» Exercise directions: Down to the last line, print the material below verbatim.

» Exercise input:
use std::collections::BTreeMap;
use std::sync::Arc;

use serde::{Deserialize, Serialize};

use super::Table;
use crate::core::{IndexDef, MigrateError, Result, Row, TableDef};
use crate::schema::{SchemaOp, validate_identifier};

/// Schema of the target database.
///
/// Immutable: every change returns a new `Catalog` (copy-on-write), so a
/// migration step can work on its own copy and either publish it or drop it.
#[derive(Debug, Clone, PartialEq, Default, Serialize, Deserialize)]
pub struct Catalog {
    tables: Arc<BTreeMap<String, Table>>,
}

impl Catalog {
    pub fn new() -> Self {
        Self::default()
    }

    /// Apply one DDL primitive, returning the new catalog.
    pub fn apply(self, op: &SchemaOp) -> Result<Self> {
        match op {
            SchemaOp::CreateTable(def) => self.with_table(def.clone()),
            SchemaOp::DropTable { name } => self.without_table(name),
            SchemaOp::CreateIndex(index) => self.with_index(index.clone()),
            SchemaOp::DropIndex { table, name } => self.without_index(table, name),
        }
    }

    pub fn with_table(self, def: TableDef) -> Result<Self> {
        validate_identifier(&def.name)?;
        for column in &def.columns {
            validate_identifier(&column.name)?;
        }
        def.validate()?;

        if self.tables.contains_key(&def.name) {
            return Err(MigrateError::TableExists(def.name));
        }

        let mut new_tables = (*self.tables).clone();
        new_tables.insert(def.name.clone(), Table::new(def));
        Ok(Self {
            tables: Arc::new(new_tables),
        })
    }

    /// Drop a table together with its indexes and rows.
    pub fn without_table(self, name: &str) -> Result<Self> {
        if !self.tables.contains_key(name) {
            return Err(MigrateError::TableNotFound(name.to_string()));
        }

        let mut new_tables = (*self.tables).clone();
        new_tables.remove(name);
        Ok(Self {
            tables: Arc::new(new_tables),
        })
    }

    pub fn with_index(self, index: IndexDef) -> Result<Self> {
        validate_identifier(&index.name)?;
        if index.columns.is_empty() {
            return Err(MigrateError::ExecutionError(format!(
                "Index '{}' must cover at least one column",
                index.name
            )));
        }
        // Index names share one namespace across tables.
        if self.find_index(&index.name).is_some() {
            return Err(MigrateError::IndexExists(index.name));
        }

        let mut new_tables = (*self.tables).clone();
        let table = new_tables
            .get_mut(&index.table)
            .ok_or_else(|| MigrateError::TableNotFound(index.table.clone()))?;
        table.add_index(index)?;
        Ok(Self {
            tables: Arc::new(new_tables),
        })
    }

    pub fn without_index(self, table_name: &str, index_name: &str) -> Result<Self> {
        let mut new_tables = (*self.tables).clone();
        let table = new_tables
            .get_mut(table_name)
            .ok_or_else(|| MigrateError::TableNotFound(table_name.to_string()))?;
        table.remove_index(index_name)?;
        Ok(Self {
            tables: Arc::new(new_tables),
        })
    }

    pub fn with_row(self, table_name: &str, row: Row) -> Result<Self> {
        let mut new_tables = (*self.tables).clone();
        let table = new_tables
            .get_mut(table_name)
            .ok_or_else(|| MigrateError::TableNotFound(table_name.to_string()))?;
        table.insert(row)?;
        Ok(Self {
            tables: Arc::new(new_tables),
        })
    }

    pub fn get_table(&self, name: &str) -> Result<&Table> {
        self.tables
            .get(name)
            .ok_or_else(|| MigrateError::TableNotFound(name.to_string()))
    }

    pub fn table_exists(&self, name: &str) -> bool {
        self.tables.contains_key(name)
    }

    pub fn find_index(&self, name: &str) -> Option<&IndexDef> {
        self.tables.values().find_map(|table| table.get_index(name))
    }

    pub fn list_tables(&self) -> Vec<&str> {
        self.tables.keys().map(|s| s.as_str()).collect()
    }

    pub fn is_empty(&self) -> bool {
        self.tables.is_empty()
    }
}

#[cfg(test)]
mod tests {
    use super::*;
    use crate::core::{Column, DataType};

    fn school_table() -> TableDef {
        TableDef::new("school")
            .column(Column::new("id", DataType::Integer).not_null())
            .column(Column::new("code", DataType::String(1)).not_null())
            .primary_key(["id"])
    }

    #[test]
    fn test_copy_on_write_leaves_original_untouched() {
        let original = Catalog::new();
        let updated = original.clone().with_table(school_table()).unwrap();
        assert!(!original.table_exists("school"));
        assert!(updated.table_exists("school"));
    }

    #[test]
    fn test_duplicate_table() {
        let catalog = Catalog::new().with_table(school_table()).unwrap();
        assert!(matches!(
            catalog.with_table(school_table()),
            Err(MigrateError::TableExists(name)) if name == "school"
        ));
    }

    #[test]
    fn test_index_names_are_global() {
        let catalog = Catalog::new()
            .with_table(school_table())
            .unwrap()
            .with_table(TableDef::new("spell").column(Column::new("code", DataType::Text)))
            .unwrap()
            .with_index(IndexDef::new("ix_code", "school", ["code"]))
            .unwrap();
        assert!(matches!(
            catalog.with_index(IndexDef::new("ix_code", "spell", ["code"])),
            Err(MigrateError::IndexExists(_))
        ));
    }

    #[test]
    fn test_drop_table_drops_indexes() {
        let catalog = Catalog::new()
            .with_table(school_table())
            .unwrap()
            .with_index(IndexDef::new("ix_school_code", "school", ["code"]).unique())
            .unwrap()
            .without_table("school")
            .unwrap();
        assert!(catalog.find_index("ix_school_code").is_none());
        assert!(catalog.is_empty());
    }

    #[test]
    fn test_rejects_bad_identifiers() {
        let def = TableDef::new("spell list").column(Column::new("id", DataType::Integer));
        assert!(matches!(
            Catalog::new().with_table(def),
            Err(MigrateError::InvalidIdentifier(_))
        ));
    }
}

» Completed exercise:
use std::collections::BTreeMap;
use std::sync::Arc;

use serde::{Deserialize, Serialize};

use super::Table;
use crate::core::{IndexDef, MigrateError, Result, Row, TableDef};
use crate::schema::{SchemaOp, validate_identifier};

/// Schema of the target database.
///
/// Immutable: every change returns a new `Catalog` (copy-on-write), so a
/// migration step can work on its own copy and either publish it or drop it.
#[derive(Debug, Clone, PartialEq, Default, Serialize, Deserialize)]
pub struct Catalog {
    tables: Arc<BTreeMap<String, Table>>,
}

impl Catalog {
    pub fn new() -> Self {
        Self::default()
    }

    /// Apply one DDL primitive, returning the new catalog.
    pub fn apply(self, op: &SchemaOp) -> Result<Self> {
        match op {
            SchemaOp::CreateTable(def) => self.with_table(def.clone()),
            SchemaOp::DropTable { name } => self.without_table(name),
            SchemaOp::CreateIndex(index) => self.with_index(index.clone()),
            SchemaOp::DropIndex { table, name } => self.without_index(table, name),
        }
    }

    pub fn with_table(self, def: TableDef) -> Result<Self> {
        validate_identifier(&def.name)?;
        for column in &def.columns {
            validate_identifier(&column.name)?;
        }
        def.validate()?;

        if self.tables.contains_key(&def.name) {
            return Err(MigrateError::TableExists(def.name));
        }

        let mut new_tables = (*self.tables).clone();
        new_tables.insert(def.name.clone(), Table::new(def));
        Ok(Self {
            tables: Arc::new(new_tables),
        })
    }

    /// Drop a table together with its indexes and rows.
    pub fn without_table(self, name: &str) -> Result<Self> {
        if !self.tables.contains_key(name) {
            return Err(MigrateError::TableNotFound(name.to_string()));
        }

        let mut new_tables = (*self.tables).clone();
        new_tables.remove(name);
        Ok(Self {
            tables: Arc::new(new_tables),
        })
    }

    pub fn with_index(self, index: IndexDef) -> Result<Self> {
        validate_identifier(&index.name)?;
        if index.columns.is_empty() {
            return Err(MigrateError::ExecutionError(format!(
                "Index '{}' must cover at least one column",
                index.name
            )));
        }
        // Index names share one namespace across tables.
        if self.find_index(&index.name).is_some() {
            return Err(MigrateError::IndexExists(index.name));
        }

        let mut new_tables = (*self.tables).clone();
        let table = new_tables
            .get_mut(&index.table)
            .ok_or_else(|| MigrateError::TableNotFound(index.table.clone()))?;
        table.add_index(index)?;
        Ok(Self {
            tables: Arc::new(new_tables),
        })
    }

    pub fn without_index(self, table_name: &str, index_name: &str) -> Result<Self> {
        let mut new_tables = (*self.tables).clone();
        let table = new_tables
            .get_mut(table_name)
            .ok_or_else(|| MigrateError::TableNotFound(table_name.to_string()))?;
        table.remove_index(index_name)?;
        Ok(Self {
            tables: Arc::new(new_tables),
        })
    }

    pub fn with_row(self, table_name: &str, row: Row) -> Result<Self> {
        let mut new_tables = (*self.tables).clone();
        let table = new_tables
            .get_mut(table_name)
            .ok_or_else(|| MigrateError::TableNotFound(table_name.to_string()))?;
        table.insert(row)?;
        Ok(Self {
            tables: Arc::new(new_tables),
        })
    }

    pub fn get_table(&self, name: &str) -> Result<&Table> {
        self.tables
            .get(name)
            .ok_or_else(|| MigrateError::TableNotFound(name.to_string()))
    }

    pub fn table_exists(&self, name: &str) -> bool {
        self.tables.contains_key(name)
    }

    pub fn find_index(&self, name: &str) -> Option<&IndexDef> {
        self.tables.values().find_map(|table| table.get_index(name))
    }

    pub fn list_tables(&self) -> Vec<&str> {
        self.tables.keys().map(|s| s.as_str()).collect()
    }

    pub fn is_empty(&self) -> bool {
        self.tables.is_empty()
    }
}

#[cfg(test)]
mod tests {
    use super::*;
    use crate::core::{Column, DataType};

    fn school_table() -> TableDef {
        TableDef::new("school")
            .column(Column::new("id", DataType::Integer).not_null())
            .column(Column::new("code", DataType::String(1)).not_null())
            .primary_key(["id"])
    }

    #[test]
    fn test_copy_on_write_leaves_original_untouched() {
        let original = Catalog::new();
        let updated = original.clone().with_table(school_table()).unwrap();
        assert!(!original.table_exists("school"));
        assert!(updated.table_exists("school"));
    }

    #[test]
    fn test_duplicate_table() {
        let catalog = Catalog::new().with_table(school_table()).unwrap();
        assert!(matches!(
            catalog.with_table(school_table()),
            Err(MigrateError::TableExists(name)) if name == "school"
        ));
    }

    #[test]
    fn test_index_names_are_global() {
        let catalog = Catalog::new()
            .with_table(school_table())
            .unwrap()
            .with_table(TableDef::new("spell").column(Column::new("code", DataType::Text)))
            .unwrap()
            .with_index(IndexDef::new("ix_code", "school", ["code"]))
            .unwrap();
        assert!(matches!(
            catalog.with_index(IndexDef::new("ix_code", "spell", ["code"])),
            Err(MigrateError::IndexExists(_))
        ));
    }

    #[test]
    fn test_drop_table_drops_indexes() {
        let catalog = Catalog::new()
            .with_table(school_table())
            .unwrap()
            .with_index(IndexDef::new("ix_school_code", "school", ["code"]).unique())
            .unwrap()
            .without_table("school")
            .unwrap();
        assert!(catalog.find_index("ix_school_code").is_none());
        assert!(catalog.is_empty());
    }

    #[test]
    fn test_rejects_bad_identifiers() {
        let def = TableDef::new("spell list").column(Column::new("id", DataType::Integer));
        assert!(matches!(
            Catalog::new().with_table(def),
            Err(MigrateError::InvalidIdentifier(_))
        ));
    }
}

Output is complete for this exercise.